Part of the walls can also carry electrodes with an ion-repelling
DC potentials, but in this case only ions of a single polarity can
be stored. This limitation is not unfavorable, however, since ions
of different polarity stored at the same time only react with each
other and would thus largely destroy each other. Particularly
favorable here are relatively simple storage reservoirs, which have
long been known and which are constructed as hexapole, or
preferably quadrupole, rod systems with terminal coaxial apertured
diaphragm systems. The most favorable form of storage reservoir
depends to a large extent on the type of ion gate used.
[0043] There are various types of mass selective ion gates. They
are generally based on an, at least initial, resonant dipolar
excitation of the ions to oscillatory motions, and therefore
require a chamber in which the ions can execute oscillations as a
result of retroactive centripetal forces. Thus, for example,
selected parent ions within a quadrupole rod system, which can act
as the first storage reservoir (6), can be mass selectively ejected
in a radial direction from slits in the pole rods by resonant
dipolar excitation of their secular oscillations, then trapped in
an ion funnel and forwarded to a fragmentation chamber. This
ejection leads to the ejected ions having high kinetic energies,
however. Similarly, ions can be mass selectively ejected from a
three-dimensional ion trap with ring electrode and two end cap
electrodes without damaging the remaining ions.
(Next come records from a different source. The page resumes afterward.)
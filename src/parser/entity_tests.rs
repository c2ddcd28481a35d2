use super::*;
use crate::ast::NodeKind;

fn parse_symbol_str(input: &str) -> Ast {
    super::super::demangle_symbol(input.as_bytes(), None, 0).unwrap()
}

#[test]
fn plain_stored_property_yields_bare_variable_node() {
    let node = parse_symbol_str("$s1M3FooV5valueSivp");
    assert_eq!(node.kind(), NodeKind::Variable);
    assert_eq!(node.text(), Some("value"));
    let owner = &node.children()[0];
    assert_eq!(owner.kind(), NodeKind::Struct);
    assert_eq!(owner.text(), Some("Foo"));
    assert_eq!(owner.children()[0].text(), Some("M"));
    assert_eq!(node.children()[1].text(), Some("Swift.Int"));
}

#[test]
fn getter_accessor_wraps_the_variable_node() {
    let node = parse_symbol_str("$s1M3FooV5valueSivg");
    assert_eq!(node.kind(), NodeKind::Accessor);
    assert_eq!(node.text(), Some("getter"));
    let variable = &node.children()[0];
    assert_eq!(variable.kind(), NodeKind::Variable);
    assert_eq!(variable.text(), Some("value"));
}

#[test]
fn property_descriptor_suffix_wraps_the_variable_node() {
    let node = parse_symbol_str("$s1M3FooV5valueSivpMV");
    assert_eq!(node.kind(), NodeKind::PropertyDescriptor);
    assert_eq!(node.children()[0].kind(), NodeKind::Variable);
}

#[test]
fn bare_type_symbol_gets_wrapped_by_type_metadata_accessor_suffix() {
    let node = parse_symbol_str("$sSiMa");
    assert_eq!(node.kind(), NodeKind::TypeMetadataAccessor);
    assert_eq!(node.children()[0].text(), Some("Swift.Int"));
}

#[test]
fn bare_type_symbol_gets_wrapped_by_protocol_descriptor_suffix() {
    let node = parse_symbol_str("$sScAMp");
    assert_eq!(node.kind(), NodeKind::ProtocolDescriptor);
    assert_eq!(node.children()[0].text(), Some("Swift.Actor"));
}

#[test]
fn function_entity_bakes_owner_path_into_text_and_zips_labels() {
    let node = parse_symbol_str("$s1M3FooV3foo1xSbSiF");
    assert_eq!(node.kind(), NodeKind::Function);
    assert_eq!(node.text(), Some("M.Foo.foo"));
    assert!(!node.flags().is_async);
    assert!(!node.flags().throws);
    let params = &node.children()[0];
    assert_eq!(params.kind(), NodeKind::ArgumentTuple);
    assert_eq!(params.children()[0].kind(), NodeKind::Argument);
    assert_eq!(params.children()[0].text(), Some("x"));
    assert_eq!(params.children()[0].children()[0].text(), Some("Swift.Int"));
    assert_eq!(node.children()[1].text(), Some("Swift.Bool"));
}

#[test]
fn unrecognized_entity_spec_is_rejected() {
    assert!(super::super::demangle_symbol(b"$s1MZ", None, 0).is_err());
}

#[test]
fn context_link_name_is_decoded_from_a_word_substitution() {
    // Module "FooBar" records words "Foo" (A) and "Bar" (B); the context
    // link's own name is then spelled as the word-substituted form `0A`
    // instead of literally as `3Foo`.
    let node = parse_symbol_str("$s6FooBar0AV5valueSivp");
    assert_eq!(node.kind(), NodeKind::Variable);
    assert_eq!(node.text(), Some("value"));
    let owner = &node.children()[0];
    assert_eq!(owner.kind(), NodeKind::Struct);
    assert_eq!(owner.text(), Some("Foo"));
    assert_eq!(owner.children()[0].text(), Some("FooBar"));
}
This mass selective
export of ions is the basis of all mass analyses with ion
traps.
[0044] An essentially different type of such a mass selective ion
gate is again based on a quadrupole field between four pole rods,
but exports the selected parent ions axially into a second storage
reservoir; see the J. W. Hager patent, cited above. This type of
ion gate is fundamentally based on the presence of three
characteristics: Firstly, there must be a local change in the
strength of the RF quadrupole field, which necessarily generates
force components of the pseudo-potential in axial direction;
secondly, there must be a device for the resonant excitation of the
selected ion species in radial direction; and thirdly, a weak DC
barrier transverse to the axial direction must prevent the passage
of the ions from the first storage reservoir into a second as long
as the ions do not receive additional energy.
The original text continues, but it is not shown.